O PRIMO

12/03/2011 20:48

 

 

O ônibus ia lento pelo trânsito da Paulista. A certa altura, parando num ponto, os passageiros observam pela janela um carro do ano parado pela polícia. Dois tipos sob revista, com as mãos apoiadas sobre o capô, tinham jeito de quem só espera o time jogar prá poder aprontar. Na avenida cartão postal de São Paulo, num carrão daquele, com aquelas caras, estavam mais é pedindo que brecassem tanta bandeira!

Um rapaz alto, forte, que havia dado sinal para o ônibus parar, entra no coletivo em meio aos comentários dos passageiros de que o tal carro só poderia ter sido roubado. O rapaz, com cara mais de primo não transgressor dos sujeitos ali na calçada, passa pela catraca e senta-se próximo ao cobrador, tratando logo de demonstrar que estava inteirado dos comentários, sentenciando para todo mundo ouvir que uns tipos daqueles não poderiam ter aquele carrão.

E a todo volume, indicando que era um tipo honesto (não necessariamente trabalhador) inicia conversa com o cobrador:

-Ainda vou ter um carro para andar por aí...!

- O meu fica sempre guardado na garagem e só saio com ele no meu dia de folga, comenta todo orgulhoso o cobrador.

Sem esconder o espanto de como um cobrador de ônibus, assalariado, possuía um carro, e sem baixar o tom de voz, o rapaz indagou: como é que pode? Dá prá cobrador ter carro?

- É que eu sou deficiente, então consegui crédito a juros baixos para comprar o carro, isenção de imposto...!

- Você...!!! deficiente??? Nem parece! Que deficiência você tem?
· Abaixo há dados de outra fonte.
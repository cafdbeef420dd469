//! Bounded priority queue backed by a binomial heap.
//!
//! The mode picks the fast path: `Highest` keeps the largest priority at
//! the heap roots so `pull_highest` is cheap, `Lowest` the inverse. On
//! capacity overflow the item farthest from the mode's extreme is dropped.

use crate::binheap::{heap_key_ops_u64, BinomialHeap, HeapMode};
use crate::walk::WalkAction;
use parking_lot::Mutex;

#[derive(Debug, Clone, Copy, PartialEq, Eq)]
pub enum PqueueMode {
    Highest,
    Lowest,
}

pub struct PriorityQueue<T> {
    heap: Mutex<BinomialHeap<T>>,
    mode: PqueueMode,
    max_size: usize,
}

impl<T> PriorityQueue<T> {
    pub fn new(mode: PqueueMode, max_size: usize) -> Self {
        let heap_mode = match mode {
            PqueueMode::Highest => HeapMode::Max,
            PqueueMode::Lowest => HeapMode::Min,
        };
        Self {
            heap: Mutex::new(BinomialHeap::new(heap_key_ops_u64(), heap_mode)),
            mode,
            max_size,
        }
    }

    pub fn mode(&self) -> PqueueMode {
        self.mode
    }

    pub fn len(&self) -> usize {
        self.heap.lock().len()
    }

    pub fn is_empty(&self) -> bool {
        self.len() == 0
    }

    /// Insert; when the queue is over capacity the entry farthest from the
    /// mode's extreme is evicted (and dropped).
    pub fn insert(&self, prio: u64, value: T) {
        let mut heap = self.heap.lock();
        heap.insert(&prio.to_ne_bytes(), value);
        while heap.len() > self.max_size {
            let _ = match self.mode {
                PqueueMode::Highest => heap.delete_minimum(),
                PqueueMode::Lowest => heap.delete_maximum(),
            };
        }
    }

    pub fn pull_highest(&self) -> Option<(u64, T)> {
        self.heap
            .lock()
            .delete_maximum()
            .ok()
            .map(|(key, value)| (decode_prio(&key), value))
    }

    pub fn pull_lowest(&self) -> Option<(u64, T)> {
        self.heap
            .lock()
            .delete_minimum()
            .ok()
            .map(|(key, value)| (decode_prio(&key), value))
    }

    /// Visit every entry with its priority.
    pub fn walk(&self, mut cb: impl FnMut(u64, &T) -> WalkAction) -> usize {
        self.heap.lock().walk(|key, value| cb(decode_prio(key), value))
    }
}

impl<T: PartialEq> PriorityQueue<T> {
    /// Remove the first entry whose value equals `value`.
    pub fn remove(&self, value: &T) -> bool {
        let mut heap = self.heap.lock();
        let mut found: Option<Vec<u8>> = None;
        heap.walk(|key, v| {
            if v == value {
                found = Some(key.to_vec());
                WalkAction::Stop
            } else {
                WalkAction::Continue
            }
        });
        match found {
            Some(key) => heap.delete(&key).is_ok(),
            None => false,
        }
    }
}

fn decode_prio(key: &[u8]) -> u64 {
    key.try_into().map(u64::from_ne_bytes).unwrap_or_default()
}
Interrogava o primo enquanto todos os olhares se dirigiam indiscretamente de alto a baixo examinando o cobrador.

Condoído de si mesmo, num tom de quem conta um segredo enquanto todo o pessoal do ônibus levanta levemente as orelhas para não perder a conversa, o cobrador gaguejou: é...é que eu tenho um problema na perna...

-Que problema??? (a voz mais alta ainda!)

Quase em sussurro, o cobrador, entre a humildade e a vergonha, contou que ao nascer seu pequeno corpo escorregara das mãos da médica e ao bater com a cabeça no chão ficara com uma lesão no cérebro que prejudicou o desenvolvimento normal de uma de suas pernas.

-Nooossa!!! Não dá nem prá perceber..., mais em vez de gastar dinheiro comprando um carro você deveria gastar para estudar, ou você vai querer ficar de cobrador a vida inteira, interroga o primo, gerenciando a vida do outro.

Balançando a cabeça, como quem já havia refletido longamente sobre o assunto, comentou: é, eu gostaria de fazer medicina...

Não deu nem prá terminar a frase. O primo, com ar de suprema inteligência e de detentor de ótimo humor lascou: já sei, é prá você se vingar da médica e ficar derrubando um monte de criança!

Aí, o cobrador não agüentou. Saltou do banco, com toda a dificuldade que a deficiência lhe permitia (e que todos constataram ser verídica), chamou o primo prá sair no tapa, mandando-o calar a boca, que brincadeira tem limite e coisa e tal!

Tive que descer, mas acho que o diálogo não chegou às vias de fato, mas deve ter calado a boca do invejoso intrometido por um bom tempo!